EXERCISE BRIEF:
Return the data below exactly, stopping after the line with "use crate::error::EntryError;".

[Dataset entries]

use std::fs;
use std::path::Path;

use anyhow::{bail, Context, Result};
use serde::Deserialize;
use serde_json::Value;
use tracing::{info, warn};

use crate::entry::{parse_date, parse_time_of_day, EntryDetails, EntryDraft, EntryKind, EntryStatus};
use crate::error::EntryError;
use crate::recurrence::RecurrenceRule;

#[derive(Debug, Clone, PartialEq, Eq)]
pub struct RejectedDraft {
    pub index: usize,
    pub reason: String,
}

/// Outcome of an import: drafts ready for the store and the ones refused.
#[derive(Debug, Clone, Default, PartialEq, Eq)]
pub struct ImportReport {
    pub accepted: Vec<EntryDraft>,
    pub rejected: Vec<RejectedDraft>,
}

#[derive(Debug, Deserialize)]
#[serde(rename_all = "camelCase")]
struct RawDraft {
    #[serde(rename = "type")]
    kind: EntryKind,
    title: String,
    #[serde(default)]
    description: String,
    date: String,
    time: String,
    #[serde(default)]
    status: Option<EntryStatus>,
    #[serde(default)]
    recurrence: Option<Value>,
    #[serde(flatten)]
    details: EntryDetails,
}

impl RawDraft {
    fn validate(self) -> Result<EntryDraft, EntryError> {
        let date = parse_date(&self.date)?;
        parse_time_of_day(&self.time)?;
        let recurrence = match self.recurrence {
            None | Some(Value::Null) => None,
            Some(Value::String(payload)) => Some(RecurrenceRule::parse_payload(&payload)?),
            Some(record) => Some(RecurrenceRule::parse_payload(&record.to_string())?),
        };
        Ok(EntryDraft {
            kind: self.kind,
            title: self.title,
            description: self.description,
            date,
            time: self.time,
            status: self.status.unwrap_or_default(),
            recurrence,
            details: self.details,
        })
    }
}

/// Parses `{ "entries": [...] }` (or a bare array) of entry drafts.
///
/// A malformed document fails as a whole; a malformed draft is only
/// reported in [`ImportReport::rejected`].
pub fn import_entries(payload: &str) -> Result<ImportReport> {
    let document: Value = serde_json::from_str(payload).context("import payload is not valid JSON")?;
    let items = match document {
        Value::Array(items) => items,
        Value::Object(mut map) => match map.remove("entries") {
            Some(Value::Array(items)) => items,
            _ => bail!("import payload has no `entries` array"),
        },
        _ => bail!("import payload must be an object or an array"),
    };

    let mut report = ImportReport::default();
    for (index, item) in items.into_iter().enumerate() {
        let outcome = serde_json::from_value::<RawDraft>(item)
            .map_err(|err| err.to_string())
            .and_then(|raw| raw.validate().map_err(|err| err.to_string()));
        match outcome {
            Ok(draft) => report.accepted.push(draft),
            Err(reason) => {
                warn!(index, %reason, "skipping imported entry");
                report.rejected.push(RejectedDraft { index, reason });
            }
        }
    }

    info!(
        accepted = report.accepted.len(),
        rejected = report.rejected.len(),
        "parsed import payload"
    );
    Ok(report)
}

pub fn read_entries_file(path: impl AsRef<Path>) -> Result<ImportReport> {
    let path = path.as_ref();
    let raw = fs::read_to_string(path).with_context(|| format!("reading {}", path.display()))?;
    import_entries(&raw).with_context(|| format!("importing {}", path.display()))
}
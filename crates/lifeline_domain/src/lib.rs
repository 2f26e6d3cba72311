pub mod entry;
pub mod error;
pub mod import;
pub mod ledger;
pub mod matcher;
pub mod notifications;
pub mod recurrence;
pub mod reminders;
pub mod service;
pub mod summary;
pub mod timeline;

pub use crate::entry::{Entry, EntryDraft, EntryId, EntryKind, EntryStatus};
pub use crate::error::{EntryError, InvalidOccurrenceError, InvalidRuleError};
pub use crate::ledger::{record_status, resolve_status};
pub use crate::matcher::matches;
pub use crate::recurrence::RecurrenceRule;
pub use crate::reminders::{scan_for_reminders, RemindedSet, ReminderScanner};
pub use crate::service::{EntryService, EntryServiceBuilder};
pub use crate::timeline::{project, Occurrence};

SOLVED PROBLEM:
use std::fs;
use std::path::Path;

use anyhow::{bail, Context, Result};
use serde::Deserialize;
use serde_json::Value;
use tracing::{info, warn};

use crate::entry::{parse_date, parse_time_of_day, EntryDetails, EntryDraft, EntryKind, EntryStatus};
use crate::error::EntryError;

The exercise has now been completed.